Conflicts in an adolescent society seem endless, irreconcilable, a normal piece of life, because what an adolescent does is assert herself against the perception of having no knowledge and responsibility (as in the past, as a child) and against being taken for a ride to serve the needs of questionable authorities (as the adult of the future) and disagreeing every time they demand self-deprivation and going without that what one most desires in the moment; authorities are cast as enemies, peers are cast as rivals going for similar aims or scarce resources, the past triggers feelings of being forgotten and of messing up — to be forgotten as fast as possible, pronto, who has the luxury, after all, to re-live “old” moments and look for the good in them..
Life perceives that as a phase, not as the final and durable mindset of an adult.
Life allows corrections that the loud arrogant prick will not grant you, because his livelihood depends on winning a verbal battle instead of winning your respect and curiosity about what else he might know.
Life can win that respect and curiosity, because life holds your feelings and invites you to learn from them, however slow that is. To life, “slow” is progress, while going in circles is not.
To life, forgiveness and discernment are medicines that you will make and take many times. Regardless of how many times you are being told that there is “no time” for forgiveness or discernment, only time to beat on a dead horse or suck it up, buttercup, just speed up and move, with three exclamation marks, life will teach you how to keep what is valuable and get over what is not.

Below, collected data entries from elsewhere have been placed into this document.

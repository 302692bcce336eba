use tracing::Level;
use tracing_subscriber::{fmt, EnvFilter};

#[derive(Debug, Clone, Copy, PartialEq, Eq, PartialOrd, Ord)]
pub enum Verbosity {
    Quiet,
    Normal,
    Verbose,
    Debug,
    Trace,
}

impl Verbosity {
    pub fn from_flags(verbose: u8, quiet: bool) -> Self {
        if quiet {
            return Self::Quiet;
        }
        match verbose {
            0 => Self::Normal,
            1 => Self::Verbose,
            2 => Self::Debug,
            _ => Self::Trace,
        }
    }

    fn to_level(self) -> Level {
        match self {
            Self::Quiet => Level::ERROR,
            Self::Normal => Level::WARN,
            Self::Verbose => Level::INFO,
            Self::Debug => Level::DEBUG,
            Self::Trace => Level::TRACE,
        }
    }

    fn to_filter(self) -> String {
        let level = self.to_level();
        format!("stepscan={level}")
    }
}

/// Installs the global subscriber. `RUST_LOG` takes precedence over the
/// verbosity flags. Load and instantiation failures are logged at `error`,
/// so they stay visible even with `--quiet`.
pub fn init(verbosity: Verbosity) {
    let filter =
        EnvFilter::try_from_default_env().unwrap_or_else(|_| EnvFilter::new(verbosity.to_filter()));

    let subscriber = fmt::Subscriber::builder()
        .with_env_filter(filter)
        .with_writer(std::io::stderr)
        .with_target(false)
        .with_thread_ids(false)
        .with_file(verbosity >= Verbosity::Debug)
        .with_line_number(verbosity >= Verbosity::Debug)
        .compact();

    if verbosity <= Verbosity::Normal {
        subscriber.without_time().init();
    } else {
        subscriber.init();
    }
}
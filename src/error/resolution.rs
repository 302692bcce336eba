use std::path::PathBuf;
use thiserror::Error;

/// The root of a pass is unusable. Fatal to the whole pass.
#[derive(Error, Debug)]
pub enum ResolutionError {
    #[error("root location does not exist: {path}")]
    RootNotFound { path: PathBuf },

    #[error("root location is not a directory: {path}")]
    RootNotDirectory { path: PathBuf },

    #[error("no units registered under namespace '{prefix}'")]
    EmptyNamespace { prefix: String },

    #[error("invalid name pattern '{pattern}': {source}")]
    InvalidPattern {
        pattern: String,
        source: regex::Error,
    },

    #[error("failed to read root location {path}: {source}")]
    Walk {
        path: PathBuf,
        source: walkdir::Error,
    },
}

impl ResolutionError {
    pub fn root_not_found(path: impl Into<PathBuf>) -> Self {
        Self::RootNotFound { path: path.into() }
    }

    pub fn root_not_directory(path: impl Into<PathBuf>) -> Self {
        Self::RootNotDirectory { path: path.into() }
    }

    pub fn empty_namespace(prefix: impl Into<String>) -> Self {
        Self::EmptyNamespace {
            prefix: prefix.into(),
        }
    }
}
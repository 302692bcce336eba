use anyhow::{Context as AnyhowContext, Result};
use clap::{Parser, ValueEnum};
use std::path::{Path, PathBuf};

use crate::config::{load_config, DiscoveryConfig, DiscoveryMode};

#[derive(Debug, Clone, Copy, PartialEq, Eq, ValueEnum)]
pub enum OutputFormat {
    Text,
    Json,
}

#[derive(Parser, Debug)]
#[command(name = "stepscan")]
#[command(
    about = "Step provider discovery - list the test step providers found under a directory",
    long_about = None
)]
pub struct Args {
    /// Directory holding compiled step libraries
    #[arg(long, value_name = "DIR", required_unless_present = "config")]
    pub root: Option<PathBuf>,

    /// Discovery config file (YAML or JSON); flags override its values
    #[arg(short, long, value_name = "FILE")]
    pub config: Option<PathBuf>,

    /// Regular expression matched against whole file names
    #[arg(short, long, value_name = "REGEX")]
    pub pattern: Option<String>,

    /// Descend into sub-directories
    #[arg(short, long)]
    pub recursive: bool,

    /// Capability marker a library must declare
    #[arg(long, value_name = "MARKER")]
    pub marker: Option<String>,

    /// Output format (text, json)
    #[arg(short = 'f', long, default_value = "text")]
    pub format: OutputFormat,

    /// Increase verbosity (-v info, -vv debug, -vvv trace)
    #[arg(short, long, action = clap::ArgAction::Count)]
    pub verbose: u8,

    /// Suppress all output except errors
    #[arg(short, long)]
    pub quiet: bool,
}

impl Args {
    pub fn validate(&self) -> Result<()> {
        if let Some(ref root) = self.root {
            validate_dir(root)?;
        }
        if let Some(ref config) = self.config {
            if !config.exists() {
                anyhow::bail!("Config file does not exist: {}", config.display());
            }
        }
        Ok(())
    }

    /// Config file values overridden by command-line flags.
    pub fn discovery_config(&self) -> Result<DiscoveryConfig> {
        let mut config = match self.config {
            Some(ref path) => load_config(path)
                .with_context(|| format!("Cannot load config: {}", path.display()))?,
            None => DiscoveryConfig::new(String::new(), DiscoveryMode::Directory),
        };

        if let Some(ref root) = self.root {
            config.root = root.to_string_lossy().into_owned();
            config.mode = DiscoveryMode::Directory;
        }
        if let Some(ref pattern) = self.pattern {
            config.pattern = Some(pattern.clone());
        }
        if self.recursive {
            config.recursive = true;
        }
        if let Some(ref marker) = self.marker {
            config.marker = marker.clone();
        }

        Ok(config)
    }
}

pub fn validate_dir(path: &Path) -> Result<()> {
    if !path.exists() {
        anyhow::bail!("Path does not exist: {}", path.display());
    }

    if !path.is_dir() {
        anyhow::bail!("Path is not a directory: {}", path.display());
    }

    std::fs::read_dir(path)
        .with_context(|| format!("Cannot read directory: {}", path.display()))?;

    Ok(())
}

impl OutputFormat {
    pub fn as_str(&self) -> &'static str {
        match self {
            OutputFormat::Text => "text",
            OutputFormat::Json => "json",
        }
    }
}
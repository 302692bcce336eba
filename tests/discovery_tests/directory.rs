//! Directory traversal and name matching

use std::env::consts::{DLL_PREFIX, DLL_SUFFIX};

use pretty_assertions::assert_eq;
use stepscan::discovery::{NamingConvention, UnitKind};
use stepscan::{DirectoryResolver, NamePattern, ProviderResolver, RecursionPolicy};
use tempfile::TempDir;

use crate::common::manifest::{manifest, ManifestLoader};
use crate::common::write_file;

fn lib(stem: &str) -> String {
    format!("{DLL_PREFIX}{stem}{DLL_SUFFIX}")
}

fn steps_pattern() -> NamePattern {
    NamePattern::new(r".*Steps\.unit").unwrap()
}

#[test]
fn test_direct_ignores_nested_units() {
    let temp_dir = TempDir::new().unwrap();
    let root = temp_dir.path();
    write_file(root, "TopSteps.unit", &manifest("app::TopSteps", &["steps"], "default"));
    write_file(
        root,
        "nested/NestedSteps.unit",
        &manifest("app::nested::NestedSteps", &["steps"], "default"),
    );

    let result = DirectoryResolver::new(root)
        .pattern(steps_pattern())
        .loader(ManifestLoader::default())
        .resolve()
        .unwrap();

    assert_eq!(result.names(), vec!["app::TopSteps"]);
}

#[test]
fn test_recursive_includes_nested_units() {
    let temp_dir = TempDir::new().unwrap();
    let root = temp_dir.path();
    write_file(root, "TopSteps.unit", &manifest("app::TopSteps", &["steps"], "default"));
    write_file(
        root,
        "a/b/DeepSteps.unit",
        &manifest("app::a::b::DeepSteps", &["steps"], "default"),
    );

    let result = DirectoryResolver::new(root)
        .pattern(steps_pattern())
        .recursion(RecursionPolicy::Recursive)
        .loader(ManifestLoader::default())
        .resolve()
        .unwrap();

    // Entries sort by file name within each directory: "TopSteps.unit" < "a".
    assert_eq!(result.names(), vec!["app::TopSteps", "app::a::b::DeepSteps"]);
}

#[test]
fn test_pattern_never_applies_to_directory_names() {
    let temp_dir = TempDir::new().unwrap();
    let root = temp_dir.path();
    write_file(
        root,
        "DirSteps.unit/Inner.unit",
        &manifest("app::Inner", &["steps"], "default"),
    );
    write_file(
        root,
        "plain/InnerSteps.unit",
        &manifest("app::plain::InnerSteps", &["steps"], "default"),
    );

    let loader = ManifestLoader::default();
    let result = DirectoryResolver::new(root)
        .pattern(steps_pattern())
        .recursion(RecursionPolicy::Recursive)
        .loader(&loader)
        .resolve()
        .unwrap();

    assert_eq!(result.names(), vec!["app::plain::InnerSteps"]);
    assert_eq!(loader.loaded(), vec!["InnerSteps.unit"]);
}

#[test]
fn test_default_pattern_uses_library_file_names() {
    let temp_dir = TempDir::new().unwrap();
    let root = temp_dir.path();
    write_file(root, &lib("cart_steps"), &manifest("shop::CartSteps", &["steps"], "default"));
    write_file(root, &lib("cart"), &manifest("shop::Cart", &["steps"], "default"));
    write_file(root, "cart_steps.txt", &manifest("shop::Notes", &["steps"], "default"));

    let result = DirectoryResolver::new(root)
        .loader(ManifestLoader::default())
        .resolve()
        .unwrap();

    assert_eq!(result.names(), vec!["shop::CartSteps"]);
}

#[test]
fn test_runner_convention() {
    struct LoginStory;

    let temp_dir = TempDir::new().unwrap();
    let root = temp_dir.path();
    write_file(
        root,
        &lib("login_story_steps"),
        &manifest("app::LoginStorySteps", &["steps"], "default"),
    );
    write_file(
        root,
        &lib("login_story_admin_steps"),
        &manifest("app::LoginStoryAdminSteps", &["steps"], "default"),
    );
    write_file(
        root,
        &lib("checkout_story_steps"),
        &manifest("app::CheckoutStorySteps", &["steps"], "default"),
    );

    let prefixed = DirectoryResolver::new(root)
        .pattern(NamePattern::for_runner_type::<LoginStory>(
            NamingConvention::Prefixed,
            UnitKind::SharedLibrary,
        ))
        .loader(ManifestLoader::default())
        .resolve()
        .unwrap();
    assert_eq!(
        prefixed.names(),
        vec!["app::LoginStoryAdminSteps", "app::LoginStorySteps"]
    );

    let exact = DirectoryResolver::new(root)
        .pattern(NamePattern::for_runner_type::<LoginStory>(
            NamingConvention::Exact,
            UnitKind::SharedLibrary,
        ))
        .loader(ManifestLoader::default())
        .resolve()
        .unwrap();
    assert_eq!(exact.names(), vec!["app::LoginStorySteps"]);
}

#[cfg(unix)]
#[test]
fn test_symlinked_library_loads_once_but_yields_each_candidate() {
    let temp_dir = TempDir::new().unwrap();
    let root = temp_dir.path();
    write_file(root, "ASteps.unit", &manifest("app::ASteps", &["steps"], "default"));
    std::os::unix::fs::symlink(root.join("ASteps.unit"), root.join("BSteps.unit")).unwrap();

    let loader = ManifestLoader::default();
    let result = DirectoryResolver::new(root)
        .pattern(steps_pattern())
        .loader(&loader)
        .resolve()
        .unwrap();

    assert_eq!(loader.loaded(), vec!["ASteps.unit"]);
    assert_eq!(result.names(), vec!["app::ASteps", "app::ASteps"]);
}
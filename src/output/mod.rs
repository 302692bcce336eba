mod formatter;

pub use formatter::{JsonOutput, OutputFormatter, ProviderReport};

A culture without elders is cartoonish and without warmth. We don’t need more cartoons. There is no wisdom in cartoons, only anxious laughter to a message that often isn’t a message. We do benefit from more warmth, more receptiveness to the feeling plane, and elders — people who have dug into themselves, found their psyche, and can tell you that what will amaze you most is not how you ran away from yourself, but how you began to come back to yourself.